OR Briefings May Reduce Wrong-Site Surgery Blunders

January 24, 2007

BALTIMORE -- A bit of pre-op prophylactic palaver after the patient is anesthetized is being advocated as a way to prevent wrong-site surgery.

BALTIMORE, Jan. 24 -- A bit of pre-op prophylactic palaver after the patient is anesthetized is being advocated as a way to prevent wrong-site surgery.

A simple two-minute pre-op huddle by operating room staffers should include such vitals as the names and roles of all team members, the operative plan, the familiarity with the procedure, and the potential issues for the case, recommended Martin A. Makary, M.D., M.P.H., director of the Center for Surgical Outcomes Research at Johns Hopkins, and colleagues.

At the same time, the lead surgeon should verify the patient's identity and the surgical site, and discuss other safety concerns with the team, wrote Dr. Makary and colleagues in the February issue of the Journal of the American College of Surgeons. The pre-op huddle became hospital policy at Hopkins last June.

"Cases of wrong-site surgery have gained considerable attention recently, and can be extraordinarily devastating to patients, families, caregivers, and institutions," noted Dr. Makary.

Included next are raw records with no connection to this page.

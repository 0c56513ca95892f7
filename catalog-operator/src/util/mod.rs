use std::time::Duration;

pub mod owner;
pub mod patch;

mod error;

pub use error::*;

/// The default interval for requeuing a converged resource.
pub const PROBE_INTERVAL: Duration = Duration::from_secs(30);

/// Delay used when a sync must wait on slow external work (bundle unpack
/// progress, a pending attenuated-service-account lookup) rather than on a
/// genuine error (`spec.md` §4.3 step 2).
pub const SHORT_REQUEUE: Duration = Duration::from_secs(5);

pub fn hash_spec<T: serde::Serialize>(spec: &T) -> String {
    use sha2::{Digest, Sha256};
    let spec_bytes = serde_json::to_vec(spec).expect("spec always serializes");
    let mut hasher = Sha256::new();
    hasher.update(&spec_bytes);
    hex::encode(hasher.finalize())
}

They investigators pointed out that the Joint Commission on Accreditation of Healthcare Organizations (JCAHO) identified "communication breakdowns" as the most common cause of wrong-site surgery.

In a review of nearly three million operations, the occurrence rate of wrong-site non-spinal operations was one in 112,994, reported Atul Gawande, M.D., M.P.H., and colleagues, at Brigham and Women's Hospital in Boston, in the April 2006 issue of the Archives of Surgery. "Wrong-site surgery is unacceptable but exceedingly rare, and major injury from wrong-site surgery is even rarer," Dr. Gawande and colleagues wrote.

They concluded, however, that various site-verification protocols in place in the institutions surveyed could have prevented only two-thirds of the wrong-site procedures.

At Hopkins, Dr. Makary and colleagues found that pre-surgical briefings, performed in the OR after anesthesia has been induced, but before the first incision has been made, can help to prevent wrong-site surgery.

The investigators studied the attitudes of OR personnel toward the utility of briefings and their ability to reduce the risk.

They administered a case-based version of the Safety Attitudes Questionnaire, developed at the University of Texas Center of Excellence for Patient Safety Research and Practice. The survey was administered to 147 surgeons, 59 anesthesiologists, 187 nurses, and 29 other OR staffers, both before the policy went into effect and three months after it had been in place.

The items on the questionnaire are meant to assess a caregiver's perception of coordination and awareness of the surgical site, with response options ranging from 1 (disagree strongly) to 5 (agree strongly).

The authors used multivariate analysis of variance (MANOV) to test for changes in overall caregiver assessments before and after the implementation of briefings, and the percentage of OR staff who agreed or disagreed with each question was recorded.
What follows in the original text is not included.